The fluid transducer: Electricity from gas and water

October 27, 2008
The resulting pressure fluctuation is then converted into electrical energy by piezoceramics in the pressure chambers. Credit: Fraunhofer TEG

Air compression systems can be found in many manufacturing operations. If a leak occurs anywhere in the system, the air pressure drops and production comes to a halt until the source of failure has been found. Sensors constantly monitor the pressure in order to keep costly fault-related losses to a minimum.

At present, these sensors are either battery-driven or connected up by complex technical wiring. This often makes it very difficult or even impossible to install sensors in places that are hard to reach. Fraunhofer researchers from Stuttgart, Germany, have developed a new technology that enables the production of energy-autonomous and thus low-maintenance sensors.

"Our system is eminently suitable for sensors in pneumatic plants, as we can convert the kinetic energy from air or water into electricity," explains José Israel Ramirez, who is doing research on this topic at the TEG. "The fluidic energy transducer generates electricity in the microwatt or milliwatt range. This is sufficient to supply cyclically operating sensors with enough energy to read out and transmit the relevant data."

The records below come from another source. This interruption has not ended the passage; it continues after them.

//! Linux TUN device via `/dev/net/tun`.

use std::{
    ffi::CString,
    io,
    os::fd::{AsRawFd, FromRawFd as _, OwnedFd},
    task::{Context, Poll, ready},
};

use anyhow::{Context as _, Result};
use tokio::io::unix::AsyncFd;

use crate::Tun;

const TUNSETIFF: libc::c_ulong = 0x4004_54ca;
const IFF_TUN: libc::c_short = 0x0001;
const IFF_NO_PI: libc::c_short = 0x1000;

const IFNAMSIZ: usize = 16;

#[repr(C)]
union IfrIfru {
    ifru_flags: libc::c_short,
    _ifru_pad: [u8; 24],
}

#[repr(C)]
struct Ifreq {
    ifr_name: [libc::c_char; IFNAMSIZ],
    ifr_ifru: IfrIfru,
}

pub struct TunDevice {
    fd: AsyncFd<OwnedFd>,
    name: String,
}

impl TunDevice {
    /// Opens (and creates if necessary) the named TUN device.
    ///
    /// Must be called from within a tokio runtime.
    pub fn open(name: &str) -> Result<Self> {
        anyhow::ensure!(
            name.len() < IFNAMSIZ,
            "TUN device name `{name}` is too long"
        );

        // SAFETY: We pass a valid, NUL-terminated path.
        let fd = unsafe {
            libc::open(
                c"/dev/net/tun".as_ptr(),
                libc::O_RDWR | libc::O_NONBLOCK | libc::O_CLOEXEC,
            )
        };
        if fd < 0 {
            return Err(io::Error::last_os_error()).context("Failed to open /dev/net/tun");
        }

        // SAFETY: `fd` is a freshly opened, owned file descriptor.
        let fd = unsafe { OwnedFd::from_raw_fd(fd) };

        let mut ifr = Ifreq {
            ifr_name: [0; IFNAMSIZ],
            ifr_ifru: IfrIfru {
                ifru_flags: IFF_TUN | IFF_NO_PI,
            },
        };
        let c_name = CString::new(name).context("TUN device name contains a NUL byte")?;
        for (dst, src) in ifr.ifr_name.iter_mut().zip(c_name.as_bytes_with_nul()) {
            *dst = *src as libc::c_char;
        }

        // SAFETY: `ifr` is a valid `ifreq` for the lifetime of the call.
        let ret = unsafe { libc::ioctl(fd.as_raw_fd(), TUNSETIFF, &ifr) };
        if ret < 0 {
            return Err(io::Error::last_os_error())
                .with_context(|| format!("Failed to attach to TUN device `{name}`"));
        }

        tracing::debug!(%name, "Opened TUN device");

        Ok(Self {
            fd: AsyncFd::new(fd).context("Failed to register TUN fd with the runtime")?,
            name: name.to_owned(),
        })
    }
}

impl Tun for TunDevice {
    fn poll_recv(&self, cx: &mut Context<'_>, buf: &mut [u8]) -> Poll<io::Result<usize>> {
        loop {
            let mut guard = ready!(self.fd.poll_read_ready(cx))?;

            match guard.try_io(|fd| {
                // SAFETY: `buf` outlives the call and we pass its real length.
                let n = unsafe {
                    libc::read(fd.as_raw_fd(), buf.as_mut_ptr() as *mut libc::c_void, buf.len())
                };
                if n < 0 {
                    return Err(io::Error::last_os_error());
                }
                Ok(n as usize)
            }) {
                Ok(result) => return Poll::Ready(result),
                Err(_would_block) => continue,
            }
        }
    }

    fn poll_send(&self, cx: &mut Context<'_>, buf: &[u8]) -> Poll<io::Result<usize>> {
        loop {
            let mut guard = ready!(self.fd.poll_write_ready(cx))?;

            match guard.try_io(|fd| {
                // SAFETY: `buf` outlives the call and we pass its real length.
                let n = unsafe {
                    libc::write(fd.as_raw_fd(), buf.as_ptr() as *const libc::c_void, buf.len())
                };
                if n < 0 {
                    return Err(io::Error::last_os_error());
                }
                Ok(n as usize)
            }) {
                Ok(result) => return Poll::Ready(result),
                Err(_would_block) => continue,
            }
        }
    }

    fn name(&self) -> &str {
        &self.name
    }
}
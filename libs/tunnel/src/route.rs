//! Route configuration: which TUN nodes to serve and through which chain.

use std::{
    net::Ipv4Addr,
    str::FromStr as _,
    sync::Arc,
};

use anyhow::{Context as _, Result, bail};
use ip_network::IpNetwork;
use tokio_util::sync::CancellationToken;
use tun::Tun;

use crate::{
    DeviceConfig, NatTable, TunHandler,
    chain::{Chain, Node, Protocol},
};

#[derive(Debug, Clone, Default)]
pub struct Route {
    /// Serve node URLs, e.g. `tun:/127.0.0.1:8422?net=…&route=…`.
    pub serve_nodes: Vec<String>,
    /// Optional chain node URL, e.g. `tcp://127.0.0.1:10800`.
    pub chain_node: Option<String>,
    pub retries: usize,
}

impl Route {
    pub fn generate_servers(&self) -> Result<Vec<Server>> {
        let chain = match &self.chain_node {
            Some(raw) => {
                let node = Node::from_url(raw)?;
                if node.protocol != Protocol::Tcp {
                    bail!("chain node `{raw}` is not a TCP relay");
                }

                Chain::with_node(node, self.retries)
            }
            None => Chain::new(),
        };

        let servers = self
            .serve_nodes
            .iter()
            .map(|raw| {
                let node = Node::from_url(raw)?;
                if node.protocol != Protocol::Tun {
                    bail!("serve node `{raw}` is not a TUN node");
                }

                Ok(Server {
                    node: node.clone(),
                    handler: Arc::new(TunHandler::new(node, chain.clone())),
                })
            })
            .collect::<Result<Vec<_>>>()?;

        if servers.is_empty() {
            bail!("invalid route config");
        }

        Ok(servers)
    }

    /// Convenience for the common single-node shape.
    pub fn single(serve_node: String, chain_node: Option<String>, retries: usize) -> Result<Server> {
        let route = Self {
            serve_nodes: vec![serve_node],
            chain_node,
            retries,
        };

        let mut servers = route.generate_servers()?;

        servers.pop().context("no server was generated")
    }
}

/// One serve node, ready to drive a TUN device.
#[derive(Clone)]
pub struct Server {
    node: Node,
    handler: Arc<TunHandler>,
}

impl Server {
    /// The device's own address and prefix length, from the `net` parameter.
    pub fn tun_net(&self) -> Option<(Ipv4Addr, u8)> {
        let net = self.node.params.get("net")?;
        let (ip, prefix) = net.split_once('/')?;

        Some((ip.parse().ok()?, prefix.parse().ok()?))
    }

    /// The CIDRs this node routes, from the `route` parameter.
    pub fn tun_routes(&self) -> Vec<IpNetwork> {
        let Some(routes) = self.node.params.get("route") else {
            return Vec::new();
        };

        routes
            .split(',')
            .filter_map(|cidr| IpNetwork::from_str_truncate(cidr).ok())
            .collect()
    }

    pub fn routes(&self) -> &NatTable {
        self.handler.routes()
    }

    pub async fn serve(
        &self,
        token: CancellationToken,
        tun: Arc<dyn Tun>,
        config: DeviceConfig,
    ) -> Result<()> {
        self.handler.handle(token, tun, config).await
    }
}

pub fn parse_network(cidr: &str) -> Result<IpNetwork> {
    IpNetwork::from_str(cidr).with_context(|| format!("Failed to parse CIDR `{cidr}`"))
}

#[cfg(test)]
mod tests {
    use super::*;

    #[test]
    fn generates_a_server_from_route_strings() {
        let route = Route {
            serve_nodes: vec![
                "tun:/127.0.0.1:8422?net=223.254.254.5/24&route=223.254.254.0/24,10.244.0.0/16"
                    .to_owned(),
            ],
            chain_node: Some("tcp://127.0.0.1:10800".to_owned()),
            retries: 5,
        };

        let servers = route.generate_servers().unwrap();
        assert_eq!(servers.len(), 1);

        let server = &servers[0];
        assert_eq!(
            server.tun_net(),
            Some((Ipv4Addr::new(223, 254, 254, 5), 24))
        );
        assert_eq!(server.tun_routes().len(), 2);
    }

    #[test]
    fn empty_route_is_invalid() {
        let route = Route::default();

        assert!(route.generate_servers().is_err());
    }

    #[test]
    fn non_tun_serve_node_is_rejected() {
        let route = Route {
            serve_nodes: vec!["tcp://127.0.0.1:8422".to_owned()],
            chain_node: None,
            retries: 1,
        };

        assert!(route.generate_servers().is_err());
    }
}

The fluid-electricity conversion takes place in a fixed housing, through which the medium is fed on a course similar to that of blood circulating in the heart. The Coandã effect causes the constant stream of fluid to oscillate. This produces a periodic pressure fluctuation in the feedback branches, which are coupled to piezoceramics. "The piezoceramics convert the fluidic energy into electricity," says group leader Axel Bindel, summarizing the principle. This fluidic conversion is simple and cost-efficient. " We have the advantage that both air and water can be used to generate energy.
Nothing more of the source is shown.